5 - Raga dan 2 Dakjal

193 16 0
                                    

15+ (Mengandung kata kasar)

*****

Raga mengikuti kedua manusia dakjal yang kini sudah menjadi temannya itu di sebuah warung kopi pinggiran. Erlan dan Vico memang sering datang ke warung itu. Meskipun sederhana, namun warung itu lumayan luas dan sangat nyaman untuk bersantai.

Saat ini ketiga cowok itu tengah bermain game. Ponsel mereka masing-masing sudah dalam keadaan miring di tangannya.

"Lan, ikulo cok musuhe. Malah ndelik goblok!" umpat Vico dengan logat khas Jawa nya. (arti: Lan, itulo musuhnya, jangan malah sembunyi)

"Sek ta cok, sek onok sing ngejar aku," balas Erlan tak mau disalahkan. (Sebentar, masih ada yang ngejar aku)

"Heh Raga, paranono iku, nak mburi!" seru Erlan. (Samperin itu yang dibelakang)

"Lo berdua ngomong apa sih anjing? Gue mana ngerti bahasanya!" kesal Raga yang sedari tadi hanya mendengarkan umpatan kedua temannya tanpa mengerti artinya sama sekali.

"Juancok, kalah!" teriak Erlan

"Oh yo lali cok, Raga wong Jakarta," ujar Vico yang baru saja sadar jika ada Raga di tengah mereka yang bukan berasal dari Jawa. (Lali=lupa)

"Sorry, Ga, udah kebiasaan gue sama Vico pake bahasa Jawa. Lebih asyik soalnya," ujar Erlan sembari tertawa.

"Ya tapi gue nggak ngerti!"

"Iya nanti kita ajarin deh." kata Vico.

"Yaudah pesen minuman sana!" ujar Erlan mengalihkan pembicaraan.

"Ditraktir?" tanya Raga.

Erlan mengangguk, "Iyee itung-itung penyambutan lo jadi temen gue," ujarnya sembari terkekeh.

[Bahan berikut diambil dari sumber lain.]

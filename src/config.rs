//! Build-time constants, as runtime configuration.
//!
//! The original ESP-IDF component wires these through Kconfig
//! (`CONFIG_RTC_STORE_CRITICAL_DATA_SIZE` and friends). Here they are a
//! plain struct the embedding application constructs once at startup.

/// Non-critical stream overflow policy (spec.md §4.A).
#[derive(Debug, Clone, Copy, PartialEq, Eq)]
pub enum OverflowPolicy {
    /// Symmetric with the critical stream: reject the new record.
    DropNew,
    /// Repeatedly consume the oldest record until the new one fits.
    OverwriteOldest,
}

/// Capacities and thresholds for [`crate::store::PersistentRingStore`].
#[derive(Debug, Clone, Copy)]
pub struct StoreConfig {
    /// Critical-stream capacity in bytes.
    pub critical_size: usize,
    /// Non-critical-stream capacity in bytes.
    pub non_critical_size: usize,
    /// Percent of capacity that must remain free before a low-memory event
    /// fires, i.e. the event fires when `free < (100 - percent)% * size`.
    pub reporting_watermark_percent: u8,
    /// Overflow policy for the non-critical stream.
    pub non_critical_overflow: OverflowPolicy,
}

impl StoreConfig {
    /// Critical-stream low-watermark threshold, in bytes, computed once.
    pub fn critical_watermark(&self) -> usize {
        watermark(self.critical_size, self.reporting_watermark_percent)
    }

    /// Non-critical-stream low-watermark threshold, in bytes, computed once.
    pub fn non_critical_watermark(&self) -> usize {
        watermark(self.non_critical_size, self.reporting_watermark_percent)
    }
}

fn watermark(size: usize, percent: u8) -> usize {
    size * (100 - percent.min(100) as usize) / 100
}

/// Registry table capacities (spec.md §3 "capacity is bounded by a
/// build-time constant").
#[derive(Debug, Clone, Copy)]
pub struct RegistryConfig {
    /// Maximum number of registered metrics.
    pub max_metrics: usize,
    /// Maximum number of registered variables.
    pub max_variables: usize,
}

/// Sampler cadence bounds (spec.md §4.E).
#[derive(Debug, Clone, Copy)]
pub struct SamplerConfig {
    /// Sampling period. `Duration::ZERO` disables the sampler.
    pub period: std::time::Duration,
}

impl Default for SamplerConfig {
    fn default() -> Self {
        Self {
            period: std::time::Duration::from_secs(30),
        }
    }
}

/// Minimum allowed sampler period (spec.md §4.E: "range 1s-86400s").
pub const SAMPLER_PERIOD_MIN: std::time::Duration = std::time::Duration::from_secs(1);
/// Maximum allowed sampler period (spec.md §4.E: "range 1s-86400s").
pub const SAMPLER_PERIOD_MAX: std::time::Duration = std::time::Duration::from_secs(86_400);

/// Adaptive reporting scheduler bounds (spec.md §4.F).
#[derive(Debug, Clone, Copy)]
pub struct ReporterConfig {
    /// Lower bound of the adaptive period.
    pub min_period: std::time::Duration,
    /// Upper bound of the adaptive period.
    pub max_period: std::time::Duration,
    /// Fixed scratch-buffer size for the encoder (`INSIGHTS_DATA_MAX_SIZE`).
    pub max_document_size: usize,
    /// Watchdog duration for an in-flight send awaiting ack (spec.md: 30s).
    pub ack_timeout: std::time::Duration,
}

impl Default for ReporterConfig {
    fn default() -> Self {
        Self {
            min_period: std::time::Duration::from_secs(45),
            max_period: std::time::Duration::from_secs(3600),
            max_document_size: 4096,
            ack_timeout: std::time::Duration::from_secs(30),
        }
    }
}

/// Top-level configuration for an [`crate::agent::Agent`].
#[derive(Debug, Clone, Copy)]
pub struct AgentConfig {
    /// See [`StoreConfig`].
    pub store: StoreConfig,
    /// See [`RegistryConfig`].
    pub registry: RegistryConfig,
    /// See [`ReporterConfig`].
    pub reporter: ReporterConfig,
}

"Gue pesen banyak nggak papa nih?" tanya Raga bercanda.

"Pesen aja loh, bro! Lo ngeraguin dompet gue?" Erlan merasa tertantang.

Raga tertawa, "Iya iya yang orang sultan!"

"Duit dia tuh nggak ada habisnya, Ga. Sampe-sampe kalo dia gabut tuh malah ngasih gue duit. Lah tapi anehnya kalo duitnya udah sampe ke tangan gue malah cepet habisnya. Heran gue," ujar Vico.

Erlan menoyor kepala Vico, "Lah elo buat maksiat teros! Ditabung kek! Kalo lo tabung duit yang dari gue itu paling lo udah bisa berangkat ke Mekkah!"

"Gaya lo anjir! Udah kaya orang paling iye!"

Raga hanya menggeleng-gelengkan kepalanya melihat interaksi kedua manusia dakjal itu. Ternyata bukan pilihan yang buruk berteman dengan mereka. Justru yang terlihat baik dari awal belum tentu baik di akhir. Terkadang itulah pentingnya kita mengenal orang dari sisi yang tak pernah kita lihat sebelumnya.

Raga berdiri dan memesan kopi hitam disana. Ia juga memesankan untuk Erlan dan Vico sekalian.

"Hai semua!" Tiba-tiba seorang gadis cantik, kulit putih bersih, rambut hitam lurus yang dibiarkan tergerai itu menghampiri tongkrongan Raga dan kedua temannya.

Erlan dan Vico yang asyik bercanda pun terkejut dengan kehadiran cewek itu. Karena sebelumnya tidak pernah ada cewek yang berani atau sengaja datang ke tempat itu.

"Hai, Raga!" sapa gadis itu pada Raga yang baru saja kembali duduk setelah memesan minuman ke sang pemilik warung.

"Lo ngapain dah disini?" tanya Vico dengan nada sedikit tak enak.

"Boleh gabung nongkrong disini nggak?" tanya gadis itu meminta izin.

Erlan mengerutkan keningnya, "Lah, bukannya lo selalu diajak Vico kesini tapi nolak? Kenapa sekarang malah lo yang nyamperin Vico?"